J Neurol Surg B Skull Base 2015; 76 - A147
DOI: 10.1055/s-0035-1546611

Retractorless Microvascular Decompression for Trigeminal Neuralgia: Technical Nuances and Results in 25 Cases

James K. Liu 1, Zachary S. Mendelson 1, Ahmed B. Sheikh 1, Gary M. Heir 2
  • 1Rutgers New Jersey Medical School, New Jersey, United States
  • 2Rutgers School of Dental Medicine, United States

Introduction: Operative microsurgery of skull base lesions without the use of fixed retractors has gained increased popularity because of less morbidity and brain injury from retractor-induced complications. In microvascular decompression procedures, cerebellar retraction can increase the risk of postoperative hearing loss and cerebellar injury. The authors present a series of patients with trigeminal neuralgia (TN) who underwent a retractorless microvascular decompression (RMVD). The operative nuances and technical pearls are described and assessment of pain relief and postoperative complications are reported.

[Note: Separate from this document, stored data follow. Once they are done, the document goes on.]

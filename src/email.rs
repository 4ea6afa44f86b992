//! Email format verdicts.

use validator::ValidateEmail;

use crate::error::CollaboratorError;

/// Capability to judge email format validity.
///
/// Implementations range from a syntactic check to a remote
/// verification service; the signup route only consumes the verdict.
pub trait EmailValidator: Send + Sync {
    /// Whether `email` is a well-formed address.
    ///
    /// # Errors
    ///
    /// Returns `Err` when no verdict could be produced at all.
    fn is_valid(
        &self,
        email: &str,
    ) -> std::result::Result<bool, CollaboratorError>;
}

/// Syntactic email validation, RFC 5322 as implemented by `validator`.
#[derive(Debug, Clone, Copy, Default)]
pub struct EmailFormat;

impl EmailValidator for EmailFormat {
    fn is_valid(
        &self,
        email: &str,
    ) -> std::result::Result<bool, CollaboratorError> {
        Ok(email.validate_email())
    }
}

#[cfg(test)]
mod tests {
    use super::*;

    #[test]
    fn test_email_format_verdicts() {
        let validator = EmailFormat;

        assert!(validator.is_valid("email_valido@email.com").unwrap());
        assert!(!validator.is_valid("email_invalido").unwrap());
        assert!(!validator.is_valid("a@b@c.com").unwrap());
        assert!(!validator.is_valid("").unwrap());
    }
}
//! apk_autosign - align and sign Android packages.
//!
//! This binary runs zipalign and apksigner on an APK, streams their output
//! and exits 0 only when the signed package was produced.

use std::process;

#[tokio::main]
async fn main() {
    // Initialize logging
    env_logger::init();

    // Run CLI and get exit code
    let exit_code = match apk_autosign::cli::run().await {
        Ok(code) => code,
        Err(e) => {
            eprintln!("Error: {}", e);
            for suggestion in e.recovery_suggestions() {
                eprintln!("  • {}", suggestion);
            }
            1
        }
    };

    process::exit(exit_code);
}
//! `sign` command: run the pipeline on a background worker and render its
//! log as it arrives.

use crate::cli::args::SignArgs;
use crate::cli::RuntimeConfig;
use crate::config::{ConfigStore, SignerConfig};
use crate::error::Result;
use crate::signer::{ProcessRunner, SigningPipeline, SigningWorker};
use std::time::Duration;

/// Signs the package named in `args`. Returns the process exit code.
pub async fn sign(args: &SignArgs, store: &ConfigStore, runtime: &RuntimeConfig) -> Result<i32> {
    let stored = match store.load().await {
        Ok(config) => config.unwrap_or_default(),
        Err(e) => {
            log::warn!("Ignoring unreadable settings at {}: {}", store.path().display(), e);
            runtime.warn(&format!(
                "Ignoring saved settings ({}): {}",
                store.path().display(),
                e
            ))?;
            SignerConfig::default()
        }
    };
    let config = args.merge(stored);

    // Remembered even when the run fails validation, so a half-filled form
    // is not lost.
    if !args.no_save {
        match store.save(&config).await {
            Ok(()) => runtime.verbose_println(&format!(
                "Settings saved to {}",
                store.path().display()
            ))?,
            Err(e) => {
                log::warn!("Could not save settings: {}", e);
                runtime.warn(&format!("Could not save settings: {}", e))?;
            }
        }
    }

    let request = config.to_request(args.apk.clone().unwrap_or_default());

    let runner = match args.timeout_secs {
        Some(secs) => ProcessRunner::with_timeout(Duration::from_secs(secs)),
        None => ProcessRunner::new(),
    };
    let worker = SigningWorker::spawn(SigningPipeline::new(runner));

    runtime.section(&format!("Signing {}", request.package_path.display()))?;
    let mut job = worker.submit(request)?;
    while let Some(line) = job.progress.recv().await {
        runtime.indent(&line)?;
    }
    let outcome = job.outcome().await?;
    worker.shutdown().await?;

    if outcome.succeeded {
        if let Some(signed) = &outcome.signed_path {
            runtime.success(&format!("Signed package: {}", signed.display()))?;
        }
        Ok(0)
    } else {
        let detail = match outcome.sign_exit_code {
            Some(code) => format!("signing failed (apksigner exit code {})", code),
            None => "signing did not start".to_string(),
        };
        runtime.error(&detail)?;
        if let Some(kept) = &outcome.intermediate_path {
            if kept.exists() {
                runtime.verbose_println(&format!("Aligned package kept at {}", kept.display()))?;
            }
        }
        Ok(1)
    }
}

Methods: A retrospective chart review was performed on 23 patients diagnosed with TN. All patients were treated by way of RMVD through a retrosigmoid approach. Data were extracted regarding patient demographics, presenting symptoms, affected trigeminal branches, intraoperative and postoperative complications, degree of pain relief (based on BNI pain scale), and pain recurrence.

Results: A total of 23 patients (15 females and 8 males) underwent 25 RMVD procedures. One patient had bilateral procedures and one patient had a repeat RMVD for pain free recurrence. There were no complications of hearing loss, facial palsy, trigeminal dysfunction, radiographic or clinical cerebellar injury, or CSF leakage. There were 21 (84%) initial BNI grade I outcomes defined by being completely pain free and not taking medication. There were two “pain free recurrences” defined as initially being scored as BNI grade I for longer than 3 months and then experiencing recurrent symptoms of TN. One patient underwent repeat RMVD and improved to BNI grade I, and the other patient underwent radiosurgery and was lost to follow-up. Three patients had a BNI grade II outcome defined by significant but not total pain relief without the use of medication. One patient was considered a BNI grade V outcome defined by persistent pain with medication use. On final outcome, 18 patients (91%) achieved a BNI grade I–II (78% grade I, 13% grade II), 3 (13%) BNI grade II, 1 (4%) “pain-free recurrence,” and 1 (4%) BNI grade V.

Conclusion: RMVD is a safe and effective strategy for surgical treatment of TN. The avoidance of fixed retractors can minimize the risk of postoperative hearing loss and cerebellar injury.